One in five teenagers is practically unemployable after leaving school lacking the English and maths skills needed for everyday life, research suggests.
The number of 16- to 19-year-olds rendered functionally illiterate or innumerate has failed to improve over the last two decades, the study said, despite billions spent attempting to raise standards in the three-Rs.
Teenagers’ reading ability has barely changed since 1960, it was claimed, leaving thousands of young people struggling to “partake fully in employment [and] family life”.
The conclusions – in research from Sheffield University – come amid continuing fears over levels of basic skills.
Last month, a cross-party committee of MPs said that the number of school leavers without a job or college place had failed to improve “despite one policy strategy after another”.
It will also raise doubts over Labour claims that school standards have risen dramatically in the last 13 years.
On Friday, the National Union of Teachers warned that more action was needed to tackle the “long tail of underachievement” in schools.
In the latest study, academics assessed evidence relating to levels of basics skills among young people between 1948 and 2009.

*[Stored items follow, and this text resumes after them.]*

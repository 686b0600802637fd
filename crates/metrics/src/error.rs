//! Aggregation errors.
//!
//! The scene data is assumed well-formed; any deviation from the documented
//! data model is an invariant violation that aborts the current level's
//! traversal. These are explicit error values rather than assertions so a
//! batch processing many levels can skip the poisoned one and continue.

/// Errors raised while aggregating one level.
#[derive(Debug, Clone, PartialEq, Eq, thiserror::Error)]
pub enum MetricsError {
    /// A light component carried a mobility code outside the closed
    /// {Static, Stationary, Movable} enumeration. Identifies the owning
    /// actor so the offending placement can be found in the level.
    #[error("light component on actor `{actor}` has unknown mobility code {code}")]
    UnknownMobility {
        /// Name of the actor owning the offending light.
        actor: String,
        /// The raw, untranslatable code the host supplied.
        code: u8,
    },
}

impl MetricsError {
    /// True when the error indicates scene data outside the documented model,
    /// as opposed to an ordinary "no data" condition (which is never an error).
    pub const fn is_invariant_violation(&self) -> bool {
        matches!(self, Self::UnknownMobility { .. })
    }
}

pub type Result<T> = std::result::Result<T, MetricsError>;
//! Typed components owned by actors.
//!
//! Four component shapes matter to the metrics engine: lights, static meshes,
//! skeletal meshes, and particle systems. Anything else the host engine
//! attaches to an actor is simply not materialized into the scene model.

/// How a light component may move at runtime.
///
/// This is a closed enumeration: the host engine promises every light carries
/// one of these three categories. Raw engine data arrives as a
/// [`MobilityCode`] and is decoded at the metrics boundary so out-of-range
/// values surface as errors instead of being silently dropped.
#[derive(
    Clone,
    Copy,
    Debug,
    PartialEq,
    Eq,
    Hash,
    PartialOrd,
    Ord,
    strum::Display,
    strum::EnumString,
    strum::AsRefStr,
)]
#[cfg_attr(feature = "serde", derive(serde::Serialize, serde::Deserialize))]
pub enum Mobility {
    /// Fully baked; never moves.
    Static,
    /// Baked indirect lighting, dynamic direct lighting.
    Stationary,
    /// Fully dynamic.
    Movable,
}

/// Raw mobility value as supplied by the host engine.
///
/// The scene model carries the untranslated code rather than [`Mobility`]
/// itself so that a data-model mismatch between host and tool (an unknown
/// code) stays representable and can be reported with full context.
#[derive(Clone, Copy, Debug, PartialEq, Eq, Hash)]
#[cfg_attr(feature = "serde", derive(serde::Serialize, serde::Deserialize))]
pub struct MobilityCode(pub u8);

impl MobilityCode {
    pub const STATIC: Self = Self(0);
    pub const STATIONARY: Self = Self(1);
    pub const MOVABLE: Self = Self(2);

    /// Decodes the raw code into the closed enumeration.
    ///
    /// Returns `None` for codes outside the documented set.
    pub const fn decode(self) -> Option<Mobility> {
        match self.0 {
            0 => Some(Mobility::Static),
            1 => Some(Mobility::Stationary),
            2 => Some(Mobility::Movable),
            _ => None,
        }
    }
}

impl From<Mobility> for MobilityCode {
    fn from(mobility: Mobility) -> Self {
        match mobility {
            Mobility::Static => Self::STATIC,
            Mobility::Stationary => Self::STATIONARY,
            Mobility::Movable => Self::MOVABLE,
        }
    }
}

/// A light source attached to an actor.
#[derive(Clone, Copy, Debug, PartialEq, Eq)]
#[cfg_attr(feature = "serde", derive(serde::Serialize, serde::Deserialize))]
pub struct LightComponent {
    /// Raw mobility code from the host engine.
    pub mobility: MobilityCode,
}

impl LightComponent {
    /// Creates a light with a known mobility category.
    pub fn new(mobility: Mobility) -> Self {
        Self {
            mobility: mobility.into(),
        }
    }

    /// Creates a light from an untranslated engine code.
    ///
    /// Use this at the host boundary; codes outside the documented set are
    /// rejected later, during aggregation.
    pub const fn from_raw(code: u8) -> Self {
        Self {
            mobility: MobilityCode(code),
        }
    }
}

/// A mesh attached to an actor. Shared by static and skeletal meshes, which
/// expose the same two measured properties.
#[derive(Clone, Copy, Debug, PartialEq, Eq)]
#[cfg_attr(feature = "serde", derive(serde::Serialize, serde::Deserialize))]
pub struct MeshComponent {
    /// Number of level-of-detail variants. `1` means no LOD variants exist.
    /// Host contract: always at least 1.
    pub lod_count: u32,
    /// Number of material slots on the mesh.
    pub material_count: u32,
}

impl MeshComponent {
    pub const fn new(lod_count: u32, material_count: u32) -> Self {
        Self {
            lod_count,
            material_count,
        }
    }

    /// True when the mesh ships no LOD variants beyond the base mesh.
    pub const fn has_single_lod(&self) -> bool {
        self.lod_count == 1
    }
}

/// The asset a particle system component references, when it references one.
#[derive(Clone, Copy, Debug, PartialEq, Eq)]
#[cfg_attr(feature = "serde", derive(serde::Serialize, serde::Deserialize))]
pub struct ParticleSystemAsset {
    /// Whether any emitter in the asset runs on the GPU.
    pub has_gpu_emitters: bool,
    /// Number of emitters defined by the asset.
    pub emitter_count: u32,
}

/// A particle system component. Components placed without an asset reference
/// are valid scene data and are counted separately.
#[derive(Clone, Copy, Debug, PartialEq, Eq, Default)]
#[cfg_attr(feature = "serde", derive(serde::Serialize, serde::Deserialize))]
pub struct ParticleSystemComponent {
    pub asset: Option<ParticleSystemAsset>,
}

impl ParticleSystemComponent {
    /// A component referencing an asset with the given characteristics.
    pub const fn with_asset(has_gpu_emitters: bool, emitter_count: u32) -> Self {
        Self {
            asset: Some(ParticleSystemAsset {
                has_gpu_emitters,
                emitter_count,
            }),
        }
    }

    /// A component placed without an asset reference.
    pub const fn without_asset() -> Self {
        Self { asset: None }
    }
}

/// A typed capability attached to an actor.
#[derive(Clone, Copy, Debug, PartialEq, Eq)]
#[cfg_attr(feature = "serde", derive(serde::Serialize, serde::Deserialize))]
pub enum Component {
    Light(LightComponent),
    StaticMesh(MeshComponent),
    SkeletalMesh(MeshComponent),
    ParticleSystem(ParticleSystemComponent),
}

It said the latest data suggested 22 per cent of 16- to 19-year-olds were now functionally innumerate, while 17 per cent were illiterate.
Prof Greg Brooks, one of the report’s authors, said it meant more than a fifth of teenagers left school with “very basic competence in maths” which was “clearly not enough to deal confidently with many of the mathematical challenges of contemporary life”.
Standards of innumeracy had remained at the same level for 20 years and was “higher than in many other industrial countries”, the report found.
Academics said that literacy skills had also failed to improve since the late 1980s.
“People at this level can handle only simple tests and straightforward questions on them where no distracting information is adjacent or nearby,” the study said.
“Making inferences and understanding forms of indirect meaning, eg. allusion and irony, are likely to be difficult or impossible.
“This is less than the functional literacy needed to partake in employment, family life and citizenship and to enjoy reading for its own sake.”
The study – quoted in the Times Educational Supplement – found that average reading ability improved between 1948 and 1960, but then remained “remarkably constant” until the late 1980s. Data showed a “gentle rise” in standards between 1997 and 2004, but then further plateau.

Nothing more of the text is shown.